_Task to complete_
Return every line of the data below that includes the string "RenderSummary".

(Records from a data collection)
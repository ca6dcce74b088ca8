//! Render orchestrator implementation.

use std::path::{Path, PathBuf};
use std::sync::Arc;
use std::time::Instant;

use chrono::{DateTime, Utc};
use tokio_util::sync::CancellationToken;
use tracing::{debug, error, info, warn};

use crate::cleanup::CleanupCoordinator;
use crate::combiner::{ArtifactCombiner, CombineError, MediaMuxer};
use crate::cost::{
    chunk_render_span_ms, most_expensive_chunks, timings_from_keys, CostEstimator, PricingTable,
    MOST_EXPENSIVE_CHUNKS,
};
use crate::dispatcher::{DispatchOutcome, Dispatcher, ErrorReport};
use crate::job::{keys, validate_request, JobType, RenderMetadata, RenderRequest};
use crate::metrics::{ACTIVE_JOBS, JOBS_TOTAL};
use crate::planner::{plan_chunks, ChunkPlan, PlanRequest};
use crate::progress::{create_progress_channel, ProgressEvent, ProgressHandle, ProgressSink};
use crate::storage::{get_json, put_json, ObjectStore};
use crate::worker::{JobContext, RenderWorker};

use super::config::RenderSettings;
use super::types::{JobError, RenderOutcome, RenderSummary};

/// Drives render jobs from request to uploaded output.
///
/// Holds no per-job state; any number of renders may run concurrently on
/// one orchestrator.
pub struct RenderOrchestrator {
    settings: RenderSettings,
    worker: Arc<dyn RenderWorker>,
    store: Arc<dyn ObjectStore>,
    combiner: ArtifactCombiner,
    cost: CostEstimator,
    cleanup: CleanupCoordinator,
    version: String,
}

/// Keeps the active-jobs gauge honest when a render future is dropped.
struct ActiveJob;

impl ActiveJob {
    fn start() -> Self {
        ACTIVE_JOBS.inc();
        Self
    }
}

impl Drop for ActiveJob {
    fn drop(&mut self) {
        ACTIVE_JOBS.dec();
    }
}

impl RenderOrchestrator {
    pub fn new(
        settings: RenderSettings,
        worker: Arc<dyn RenderWorker>,
        muxer: Arc<dyn MediaMuxer>,
        store: Arc<dyn ObjectStore>,
    ) -> Self {
        let combiner = ArtifactCombiner::new(muxer, Arc::clone(&store), settings.combiner.clone());
        let cost = CostEstimator::lambda(settings.pricing.clone());
        let cleanup = CleanupCoordinator::new(Arc::clone(&store), settings.cleanup.clone());
        Self {
            settings,
            worker,
            store,
            combiner,
            cost,
            cleanup,
            version: env!("CARGO_PKG_VERSION").to_string(),
        }
    }

    /// Replaces the built-in price list.
    pub fn with_pricing(mut self, pricing: Arc<dyn PricingTable>) -> Self {
        self.cost = CostEstimator::new(pricing, self.settings.pricing.clone());
        self
    }

    /// Sets the release reported to workers when a request names none.
    pub fn with_version(mut self, version: impl Into<String>) -> Self {
        self.version = version.into();
        self
    }

    pub fn settings(&self) -> &RenderSettings {
        &self.settings
    }

    pub fn store(&self) -> &Arc<dyn ObjectStore> {
        &self.store
    }

    /// Fresh job id.
    pub fn new_job_id() -> String {
        uuid::Uuid::new_v4().simple().to_string()
    }

    /// Renders `request` under a fresh job id.
    pub async fn render(
        &self,
        request: RenderRequest,
        sink: Arc<dyn ProgressSink>,
        cancel: CancellationToken,
    ) -> Result<RenderOutcome, JobError> {
        self.render_job(Self::new_job_id(), request, sink, cancel)
            .await
    }

    /// Renders `request` under a caller-chosen job id.
    pub async fn render_job(
        &self,
        job_id: String,
        request: RenderRequest,
        sink: Arc<dyn ProgressSink>,
        cancel: CancellationToken,
    ) -> Result<RenderOutcome, JobError> {
        let _active = ActiveJob::start();
        let result = self.run(&job_id, request, sink, cancel).await;

        let outcome = match &result {
            Ok(_) => "success",
            Err(e) => e.outcome(),
        };
        JOBS_TOTAL.with_label_values(&[outcome]).inc();

        match &result {
            Ok(outcome) => info!(
                job_id = %job_id,
                output = %outcome.summary.output_key,
                cost = %outcome.summary.cost.display,
                "Render finished in {}ms",
                outcome.summary.time_to_finish_ms
            ),
            Err(e) if e.is_cancelled() => warn!(job_id = %job_id, "Render cancelled"),
            Err(e) => error!(job_id = %job_id, error = %e, "Render failed"),
        }
        result
    }

    async fn run(
        &self,
        job_id: &str,
        request: RenderRequest,
        sink: Arc<dyn ProgressSink>,
        cancel: CancellationToken,
    ) -> Result<RenderOutcome, JobError> {
        let started = Instant::now();
        let start_time = Utc::now();

        validate_request(&request)?;

        let plan = plan_chunks(&PlanRequest {
            job_id: job_id.to_string(),
            job_type: request.job_type,
            total_frames: request.total_frames,
            concurrency: request
                .concurrency
                .unwrap_or(self.settings.planner.default_concurrency),
            frames_per_chunk: request.frames_per_chunk,
            alignment: self.settings.planner.alignment,
            max_chunks: self.settings.dispatcher.max_concurrent_invocations,
            still_frame: request.still_frame,
        })?;

        let (progress, aggregator) =
            create_progress_channel(sink, self.settings.orchestrator.progress_buffer);
        let aggregator = tokio::spawn(aggregator.run());

        let metadata = Arc::new(self.metadata(job_id, &request, &plan, start_time));
        let prefix = keys::job_prefix(job_id, metadata.delete_after);
        progress
            .emit(ProgressEvent::Planned {
                total_chunks: plan.len(),
                total_frames: metadata.total_frames,
            })
            .await;
        info!(
            job_id = %job_id,
            chunks = plan.len(),
            frames_per_chunk = plan.frames_per_chunk,
            "Planned render"
        );

        put_json(
            self.store.as_ref(),
            &keys::metadata_key(&prefix),
            metadata.as_ref(),
        )
        .await?;

        let caller_version = request
            .version
            .clone()
            .unwrap_or_else(|| self.version.clone());
        let ctx = JobContext::new(Arc::clone(&metadata), caller_version);

        let mut dispatcher_config = self.settings.dispatcher.clone();
        if let Some(max_retries) = request.max_retries {
            dispatcher_config.max_retries = max_retries;
        }
        let dispatcher = Dispatcher::new(
            dispatcher_config,
            Arc::clone(&self.worker),
            Arc::clone(&self.store),
        );

        let dispatched = dispatcher
            .dispatch(plan.jobs, &ctx, progress.clone(), cancel.clone())
            .await;
        let outcome = match dispatched {
            Ok(outcome) => outcome,
            Err(e) => {
                self.cleanup_after_failure(&prefix, request.skip_cleanup, &progress)
                    .await;
                return Err(e.into());
            }
        };
        progress
            .emit(ProgressEvent::RenderDone {
                elapsed_ms: started.elapsed().as_millis() as u64,
            })
            .await;

        let summary = match self
            .complete(&metadata, &prefix, &request, outcome, &progress, &cancel, started)
            .await
        {
            Ok(summary) => summary,
            Err(e) => {
                self.cleanup_after_failure(&prefix, request.skip_cleanup, &progress)
                    .await;
                return Err(e);
            }
        };

        drop(progress);
        let state = aggregator.await.unwrap_or_default();

        Ok(RenderOutcome {
            job_id: job_id.to_string(),
            summary,
            progress: state.snapshot(),
        })
    }

    fn metadata(
        &self,
        job_id: &str,
        request: &RenderRequest,
        plan: &ChunkPlan,
        created_at: DateTime<Utc>,
    ) -> RenderMetadata {
        let total_frames = match request.job_type {
            JobType::Still => 1,
            JobType::Video => request.total_frames,
        };
        RenderMetadata {
            job_id: job_id.to_string(),
            job_type: request.job_type,
            total_frames,
            frames_per_chunk: plan.frames_per_chunk,
            total_chunks: plan.len(),
            fps: request.fps,
            codec: request.codec,
            audio_codec: request.resolved_audio_codec(),
            audio_bitrate: request.audio_bitrate.clone(),
            estimated_total_invocations: plan.len(),
            estimated_render_invocations: plan.len(),
            created_at,
            delete_after: request.delete_after,
            privacy: request.privacy,
            out_name: request.out_name.clone(),
            memory_size_mb: self.settings.pricing.memory_size_mb,
            region: self.settings.pricing.region.clone(),
            version: self.version.clone(),
        }
    }

    /// Everything after a successful dispatch: cost, combine, upload,
    /// cleanup and the persisted summary.
    #[allow(clippy::too_many_arguments)]
    async fn complete(
        &self,
        metadata: &RenderMetadata,
        prefix: &str,
        request: &RenderRequest,
        outcome: DispatchOutcome,
        progress: &ProgressHandle,
        cancel: &CancellationToken,
        started: Instant,
    ) -> Result<RenderSummary, JobError> {
        let listing = self.store.list(prefix).await?;
        let render_size = listing.iter().map(|o| o.size).sum();
        let timing_prefix = keys::timings_prefix(prefix);
        let timing_keys: Vec<String> = listing
            .into_iter()
            .filter(|o| o.key.starts_with(&timing_prefix))
            .map(|o| o.key)
            .collect();
        let timings = timings_from_keys(&timing_keys);
        let cost = self
            .cost
            .estimate(&timings, metadata.estimated_total_invocations)?;
        debug!(job_id = %metadata.job_id, cost = %cost.display, "Estimated cost");

        let output_key = keys::output_key(
            prefix,
            metadata.out_name.as_deref(),
            metadata.output_extension(),
        );
        let combine_started = Instant::now();
        let local_dir = self.local_output_dir(&metadata.job_id);
        let produced = tokio::select! {
            biased;
            _ = cancel.cancelled() => Err(JobError::Cancelled {
                retries: outcome.retries.clone(),
            }),
            size = self.produce_output(metadata, &outcome, &output_key, &local_dir, progress) => size,
        };
        // Both arms land here; a dropped combine leaves its output behind.
        remove_local_output(&local_dir).await;
        let output_size = produced?;
        let time_to_combine_ms = combine_started.elapsed().as_millis() as u64;

        let cleanup = self
            .cleanup
            .run(prefix, request.skip_cleanup, progress)
            .await?;
        let errors = self.error_reports(prefix).await?;

        let most_expensive = match metadata.job_type {
            JobType::Still => Vec::new(),
            JobType::Video => most_expensive_chunks(
                &timings,
                metadata.frames_per_chunk,
                metadata.total_frames,
                MOST_EXPENSIVE_CHUNKS,
            ),
        };

        let summary = RenderSummary {
            job_id: metadata.job_id.clone(),
            estimated_billing_duration_ms: cost.billed_duration_ms,
            cost,
            output_key,
            output_size,
            render_size,
            start_time: metadata.created_at,
            end_time: Utc::now(),
            time_to_finish_ms: started.elapsed().as_millis() as u64,
            time_to_render_chunks_ms: chunk_render_span_ms(&timings).unwrap_or(0),
            time_to_combine_ms,
            time_to_cleanup_ms: cleanup.elapsed_ms,
            retries: outcome.retries,
            errors,
            most_expensive_chunks: most_expensive,
            files_cleaned_up: cleanup.files_deleted,
            delete_after: metadata.delete_after,
        };
        put_json(self.store.as_ref(), &keys::summary_key(prefix), &summary).await?;

        Ok(summary)
    }

    /// Writes the final output object and returns its size.
    async fn produce_output(
        &self,
        metadata: &RenderMetadata,
        outcome: &DispatchOutcome,
        output_key: &str,
        local_dir: &Path,
        progress: &ProgressHandle,
    ) -> Result<u64, JobError> {
        if metadata.job_type == JobType::Still {
            return self.copy_still(outcome, output_key, progress).await;
        }

        let local = local_dir.join(format!("out.{}", metadata.output_extension()));
        let combined = self
            .combiner
            .combine_chunks(&outcome.results, metadata, local, progress.clone())
            .await;
        let uploaded = match combined {
            Ok(result) => self
                .store
                .upload_from(output_key, &result.output_path)
                .await
                .map_err(JobError::from),
            Err(e) => Err(e.into()),
        };
        Ok(uploaded?.size)
    }

    /// A still renders to a single image that already is the output.
    async fn copy_still(
        &self,
        outcome: &DispatchOutcome,
        output_key: &str,
        progress: &ProgressHandle,
    ) -> Result<u64, JobError> {
        let started = Instant::now();
        progress
            .emit(ProgressEvent::Combining { total_frames: 1 })
            .await;
        let image = outcome
            .results
            .first()
            .and_then(|r| r.artifacts.video.as_ref())
            .ok_or_else(|| CombineError::MissingSegment {
                chunk_index: 0,
                stream: "video".to_string(),
            })?;
        let bytes = self.store.get(image).await?;
        let info = self.store.put(output_key, bytes).await?;
        progress
            .emit(ProgressEvent::CombineDone {
                elapsed_ms: started.elapsed().as_millis() as u64,
            })
            .await;
        Ok(info.size)
    }

    fn local_output_dir(&self, job_id: &str) -> PathBuf {
        self.settings.orchestrator.output_dir.join(job_id)
    }

    /// Error reports persisted by the dispatcher. Unreadable reports are
    /// skipped.
    async fn error_reports(&self, prefix: &str) -> Result<Vec<ErrorReport>, JobError> {
        let mut reports = Vec::new();
        for object in self.store.list(&keys::errors_prefix(prefix)).await? {
            match get_json::<ErrorReport>(self.store.as_ref(), &object.key).await {
                Ok(report) => reports.push(report),
                Err(e) => warn!(key = %object.key, error = %e, "Skipping unreadable error report"),
            }
        }
        Ok(reports)
    }

    /// Best-effort cleanup after a failed or cancelled job.
    async fn cleanup_after_failure(
        &self,
        prefix: &str,
        skip_requested: bool,
        progress: &ProgressHandle,
    ) {
        if let Err(e) = self.cleanup.run(prefix, skip_requested, progress).await {
            warn!(prefix = %prefix, error = %e, "Cleanup after failed render failed");
        }
    }
}

/// Removes the job's local output directory, if any.
async fn remove_local_output(dir: &Path) {
    if let Err(e) = tokio::fs::remove_dir_all(dir).await {
        if e.kind() != std::io::ErrorKind::NotFound {
            warn!(path = %dir.display(), error = %e, "Failed to remove local output");
        }
    }
}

_Expected answer_
use super::types::{JobError, RenderOutcome, RenderSummary};
    ) -> Result<RenderSummary, JobError> {
        let summary = RenderSummary {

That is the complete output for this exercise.